Former Japanese Prime Minister Yoshiro Mori was fired by the Tokyo Olympics planning committee last month after making sexist remarks about women talking too much in meetings. At the height of the controversy, the International Olympic Committee issued a statement labeling his remarks “absolutely inappropriate” and highlighting the IOC’s progress in promoting equality of the sexes, “a basic human right of profound importance and a Fundamental Principle of the Olympic Charter.”

But the IOC has a massive moral blind spot: the widespread and systematic abuse of women by China, which will host the 2022 Winter Games in Beijing. In June 2020, the Associated Press reported China was subjecting ethnic Uighur and other Muslim women in Xinjiang to mass forced sterilization, forced abortion and forced birth control. In January 2021, Secretary of State Mike Pompeo determined that these and other abuses amounted to genocide. More than 160 human-rights organizations have written the IOC calling for it to move the 2022 Games because of China’s human-rights abuses.

In response, the IOC has ducked responsibility and claimed that awarding the Olympic Games “does not mean that the IOC agrees with the political structure, social circumstances or human rights standards” of the host country. The IOC’s invocation of political neutrality is nothing new, but in the case of China the IOC knew what it was getting into. The 2008 Summer Olympics, also in Beijing, were a festival of broken Chinese promises on human rights, and China has since become even more repressive.

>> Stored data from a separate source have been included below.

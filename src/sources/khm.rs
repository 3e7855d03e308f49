//! Source 109: Kunsthochschule für Medien Köln.
//!
//! The export is one XML file of `<record>` elements in a numbered
//! datafield schema (`331` title, `433` extent, `540` ISBN, ...).
//! Multi-volume works are split into a parent record and child records
//! that name the parent in `010 $a`; a child's title is rendered as
//! `245 $a` parent title, `$p` own title, with a `773 $w` link back to the
//! parent. This needs the parent index pass.

use super::{as_pairs, finc_id, imprint, remove_brackets};
use crate::builder::MarcRecordBuilder;
use crate::classify::{Classification, FormatClassifier, FormatSignals};
use crate::driver::{InputRecord, Mapped, ParentIndexBuilder, ParentTitleIndex, SourceMapping};
use crate::error::Result;
use crate::extract::FieldExtractor;
use crate::format_table::FormatTable;
use crate::source_record::SourceRecord;
use tracing::debug;

const SOURCE_ID: &str = "109";
const COLLECTION: &str = "sid-109-col-kunsthochschulekoeln";
const PARENT_PREFIX: &str = "(DE-576)";
const DEFAULT_LINK_NOTE: &str = "zusätzliche Informationen";

/// Mapping for source 109.
#[derive(Debug, Clone, Default)]
pub struct KhmMapping {
    formats: FormatTable,
    classifier: FormatClassifier,
    extractor: FieldExtractor,
}

impl KhmMapping {
    /// Create the mapping with the given format table and the default cascade.
    #[must_use]
    pub fn new(formats: FormatTable) -> Self {
        KhmMapping {
            formats,
            classifier: FormatClassifier::default(),
            extractor: FieldExtractor::default(),
        }
    }

    fn field(&self, record: &SourceRecord, tag: &str) -> String {
        self.extractor.value(record, tag, "a")
    }

    fn convert(&self, record: &SourceRecord, parents: &ParentTitleIndex) -> Result<Mapped> {
        let id = self.field(record, "001");
        let parent_id = self.field(record, "010");
        let title = self.field(record, "331");

        if title.is_empty() {
            return Ok(Mapped::skip(id, "missing title"));
        }
        if title.contains("Brockhaus") {
            return Ok(Mapped::skip(id, "excluded reference work"));
        }

        let (f245a, f245p, f773w) = match parents.title(&parent_id) {
            Some(parent_title) if !parent_id.is_empty() => (
                parent_title.to_string(),
                title.clone(),
                format!("{PARENT_PREFIX}{parent_id}"),
            ),
            _ => (title.clone(), String::new(), String::new()),
        };

        let extent = self.field(record, "433");
        let isbn = self.field(record, "540");
        let signals = FormatSignals::new(&extent, !isbn.is_empty(), parents.is_parent(&id));
        let label = match self.classifier.classify(&signals) {
            Classification::Format(label) => label,
            Classification::Skip => return Ok(Mapped::skip(id, "journal without ISBN")),
        };
        debug!(id = %id, format = %label, "classified");

        let mut builder = MarcRecordBuilder::new(&self.formats);
        let rule = builder.set_leader(label)?;

        builder.add_control_field("001", &finc_id(SOURCE_ID, &id));
        builder.add_control_field("007", &rule.field_007);
        builder.add_control_field("008", rule.field_008.as_deref().unwrap_or_default());

        builder.add_data_field("020", &[('a', &isbn)]);
        builder.add_data_field("020", &[('a', &self.field(record, "570"))]);
        builder.add_data_field("041", &[('a', &self.field(record, "037"))]);
        builder.add_data_field("100", &[('a', &remove_brackets(&self.field(record, "100")))]);

        builder.add_data_field(
            "245",
            &[
                ('a', &remove_brackets(&f245a)),
                ('c', &self.field(record, "359")),
                ('p', &remove_brackets(&f245p)),
            ],
        );

        let f260 = imprint(
            &self.field(record, "410"),
            &remove_brackets(&self.field(record, "412")),
            &self.field(record, "425"),
        );
        builder.add_data_field("260", &as_pairs(&f260));

        builder.add_data_field(
            "300",
            &[('a', &remove_brackets(&extent)), ('b', &self.field(record, "434"))],
        );

        let series = self.field(record, "451");
        match series.split_once(" ; ") {
            Some((name, volume)) if !volume.contains(" ; ") => {
                builder.add_data_field("490", &[('a', name), ('v', volume)]);
            },
            _ => builder.add_data_field("490", &[('a', &series)]),
        }

        for tag in ["710", "711"] {
            let mut subjects: Vec<String> = Vec::new();
            for subject in self.extractor.values(record, tag, "a") {
                let subject = remove_brackets(&subject);
                if !subjects.contains(&subject) {
                    subjects.push(subject);
                }
            }
            for subject in &subjects {
                builder.add_data_field("650", &[('a', subject)]);
            }
        }

        for tag in 101..200 {
            let person = remove_brackets(&self.field(record, &tag.to_string()));
            builder.add_data_field("700", &[('a', &person)]);
        }
        for tag in 200..300 {
            let body = remove_brackets(&self.field(record, &tag.to_string()));
            builder.add_data_field("710", &[('a', &body)]);
        }

        builder.add_data_field("773", &[('w', &f773w)]);

        let url = self.extractor.value(record, "655", "u");
        if url.contains("http") {
            let note = self.extractor.value(record, "655", "x");
            let note = if note.is_empty() { DEFAULT_LINK_NOTE } else { note.as_str() };
            builder.add_data_field("856", &[('q', "text/html"), ('3', note), ('u', &url)]);
        }

        builder.add_data_field(
            "935",
            &[
                ('b', rule.field_935b.as_deref().unwrap_or_default()),
                ('c', rule.field_935c.as_deref().unwrap_or_default()),
            ],
        );
        builder.add_data_field("980", &[('a', &id), ('b', SOURCE_ID), ('c', COLLECTION)]);

        Ok(Mapped::Record(builder.into_record()))
    }
}

impl SourceMapping for KhmMapping {
    fn source_id(&self) -> &str {
        SOURCE_ID
    }

    fn needs_parent_index(&self) -> bool {
        true
    }

    fn index_record(&self, record: &InputRecord, index: &mut ParentIndexBuilder) {
        if let InputRecord::Xml(record) = record {
            index.reference_parent(&self.field(record, "010"));
            index.record_title(&self.field(record, "001"), &self.field(record, "331"));
        }
    }

    fn local_id(&self, record: &InputRecord) -> String {
        match record {
            InputRecord::Xml(record) => self.field(record, "001"),
            InputRecord::Marc(_) => String::new(),
        }
    }

    fn map(&self, record: &InputRecord, parents: &ParentTitleIndex) -> Result<Mapped> {
        match record {
            InputRecord::Xml(record) => self.convert(record, parents),
            InputRecord::Marc(_) => Ok(Mapped::skip("", "source 109 expects XML input")),
        }
    }
}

Yet the IOC seems more concerned with not embarrassing Xi Jinping than with his regime’s human-rights violations. Rule 50 of the Olympic Charter states that “no kind of demonstration or political, religious or racial propaganda is permitted in any Olympic sites, venues or other areas.” This rule serves simultaneously as the basis for selectively ignoring political controversies and a threat that keeps Olympians in line. Last year the IOC issued Orwellian guidelines for Rule 50 in order to maintain the shibboleth that athlete activism is an existential threat to the games.

Operating under a similar mindset, the U.S. Olympic and Paralympic Committee in August 2019 gave hammer thrower Gwen Berry and fencer Race Imboden a one-year probation in response to their antiracism protests.

But what happens when the Olympics themselves are one giant propaganda demonstration? Today, the IOC’s situational insistence that the games are “outside politics” is a boon for the Chinese Communist Party and other human-rights abusers. The IOC and its corporate sponsors are hoping to elide mass internment, systemic rape, and forced sterilization by silencing athletes and repeating Chinese assurances “that the principles of the Olympic Charter will be respected in the context of the Games.” As long as Mr. Xi doesn’t make crude sexist jokes, the IOC will give him a pass on brutalizing women in Xinjiang. The rest of us shouldn’t.